While many people fully recover from COVID-19 after overcoming the infection, some are left with symptoms that continue to persist way after battling the disease. This phenomenon has been baffling scientists and medical experts for months. But key findings are starting to shed light on what could really be causing long COVID.

What Is Long COVID?

The Centers for Disease Control and Prevention (CDC) has described long COVID as a condition wherein the effects of a novel coronavirus infection last long term. In this case, symptoms of COVID-19 become chronic, and patients are left with no choice but to endure them months after their initial recovery.

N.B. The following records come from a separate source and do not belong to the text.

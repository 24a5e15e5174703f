// src/handlers/inventory.rs

use axum::{
    extract::{Path, Query, State},
    http::StatusCode,
    response::IntoResponse,
    Json,
};
use serde::Deserialize;
use utoipa::IntoParams;

use crate::{
    common::{error::AppError, response::ApiResponse},
    config::AppState,
    models::inventory::{NewProduct, Product, StockAdjustmentPayload},
};

#[derive(Debug, Deserialize, IntoParams)]
pub struct ProductQuery {
    /// Código de barras ou parte da descrição
    pub q: Option<String>,
}

// POST /api/products
#[utoipa::path(
    post,
    path = "/api/products",
    tag = "Inventory",
    request_body = NewProduct,
    responses(
        (status = 201, description = "Produto cadastrado", body = ApiResponse<Product>),
        (status = 400, description = "Dados inválidos")
    ),
    security(("api_jwt" = []))
)]
pub async fn create_product(
    State(app_state): State<AppState>,
    Json(payload): Json<NewProduct>,
) -> Result<impl IntoResponse, AppError> {
    let product = app_state.inventory_service.create_product(payload).await?;
    Ok((StatusCode::CREATED, Json(ApiResponse::ok(product))))
}

// GET /api/products
#[utoipa::path(
    get,
    path = "/api/products",
    tag = "Inventory",
    params(ProductQuery),
    responses(
        (status = 200, description = "Produtos", body = ApiResponse<Vec<Product>>)
    ),
    security(("api_jwt" = []))
)]
pub async fn list_products(
    State(app_state): State<AppState>,
    Query(query): Query<ProductQuery>,
) -> Result<impl IntoResponse, AppError> {
    let products = app_state
        .inventory_service
        .list_products(query.q.as_deref())
        .await?;
    Ok((StatusCode::OK, Json(ApiResponse::ok(products))))
}

// GET /api/products/{id}
#[utoipa::path(
    get,
    path = "/api/products/{id}",
    tag = "Inventory",
    params(("id" = String, Path, description = "ID do produto")),
    responses(
        (status = 200, description = "Produto", body = ApiResponse<Product>),
        (status = 404, description = "Não encontrado")
    ),
    security(("api_jwt" = []))
)]
pub async fn get_product(
    State(app_state): State<AppState>,
    Path(id): Path<String>,
) -> Result<impl IntoResponse, AppError> {
    let product = app_state.inventory_service.get_product(&id).await?;
    Ok((StatusCode::OK, Json(ApiResponse::ok(product))))
}

// PUT /api/products/{id}
#[utoipa::path(
    put,
    path = "/api/products/{id}",
    tag = "Inventory",
    params(("id" = String, Path, description = "ID do produto")),
    request_body = Product,
    responses(
        (status = 200, description = "Produto salvo", body = ApiResponse<Product>),
        (status = 400, description = "Dados inválidos")
    ),
    security(("api_jwt" = []))
)]
pub async fn update_product(
    State(app_state): State<AppState>,
    Path(id): Path<String>,
    Json(mut payload): Json<Product>,
) -> Result<impl IntoResponse, AppError> {
    payload.id = id;
    let product = app_state.inventory_service.save_product(&payload).await?;
    Ok((StatusCode::OK, Json(ApiResponse::ok(product))))
}

// DELETE /api/products/{id}
#[utoipa::path(
    delete,
    path = "/api/products/{id}",
    tag = "Inventory",
    params(("id" = String, Path, description = "ID do produto")),
    responses(
        (status = 200, description = "Produto removido (devolve o id)", body = ApiResponse<String>),
        (status = 404, description = "Não encontrado")
    ),
    security(("api_jwt" = []))
)]
pub async fn delete_product(
    State(app_state): State<AppState>,
    Path(id): Path<String>,
) -> Result<impl IntoResponse, AppError> {
    app_state.inventory_service.delete_product(&id).await?;
    Ok((StatusCode::OK, Json(ApiResponse::ok(id))))
}

// POST /api/products/{id}/stock
#[utoipa::path(
    post,
    path = "/api/products/{id}/stock",
    tag = "Inventory",
    params(("id" = String, Path, description = "ID do produto")),
    request_body = StockAdjustmentPayload,
    responses(
        (status = 200, description = "Estoque ajustado", body = ApiResponse<Product>),
        (status = 404, description = "Não encontrado")
    ),
    security(("api_jwt" = []))
)]
pub async fn adjust_stock(
    State(app_state): State<AppState>,
    Path(id): Path<String>,
    Json(payload): Json<StockAdjustmentPayload>,
) -> Result<impl IntoResponse, AppError> {
    let product = app_state
        .inventory_service
        .adjust_stock(&id, payload.delta)
        .await?;
    Ok((StatusCode::OK, Json(ApiResponse::ok(product))))
}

Long COVID is believed to be likely in people with underlying conditions, as the virus can damage their lungs, heart, brain and other organs. What’s strange is that even healthy people can get down with post-COVID-19 syndrome months after infection, according to Mayo Clinic.

Common signs and symptoms found in long COVID patients include fatigue, shortness of breath, memory and concentration problems, chest pain, joint pain and headache. Others also suffer dizziness when standing, depression or anxiety and fever, among others.

Potential Causes Of Long COVID Symptoms

Though there is still no hard evidence on what is causing long COVID, there are clues pointing to autoantibodies, cytokines and immune cells as the ones possibly responsible for the lingering symptoms.

Back in September, a breakthrough study found that 1 in 5 hospitalized COVID-19 patients developed self-attacking antibodies. Researchers at the time noted that the autoantibody levels in the patients were similar to what’s seen in people with autoimmune disease.

This week, Yale University’s Professor of Immunobiology Akiko Iwasaki told NPR that they were able to spot unusual levels of cytokines in long haulers. Cytokines are proteins that serve as chemical messengers.

“We are finding elevated cytokines in long-COVID patients and we're trying to decode what those cytokines mean. We're also seeing some distinct autoantibody reactivity and are trying to find out what those antibodies are doing and whether they are causing harm,” Iwasaki was quoted as saying.

University of California, San Francisco’s Dr. Steven Deeks, who conducted a similar study, shared that they found elevated levels of the cytokine interleukin-6 in long COVID patients. Deeks said that this could mean the acute COVID-19 infection led to an inflammatory state that caused the symptoms to linger in some people.

Another study discovered that the immune system cells called T-cells display unusual behavior in long haulers, suggesting that SARS-CoV-2 could just be hiding somewhere in the bodies of chronic sufferers after their initial recovery.

Implications Of The Findings

Although the studies did not really determine the main cause of long COVID, their findings could help medical experts deal with long COVID cases. For the researchers, their findings reinforce the use of some methods when treating chronic COVID-19 patients.

For instance, certain antiviral drugs can be used to deal with a possibly hiding virus. Another is the use of certain drugs to calm down the aggressiveness of the immune system following an infection. Last would be the administration of the vaccine, which has already been reported to have a positive effect on some long haulers.

There is no denying that more research is needed to fully understand chronic COVID-19. Nevertheless, the recent discoveries are just as important, since they tell us that we are on the right track to finding a solution to the problem.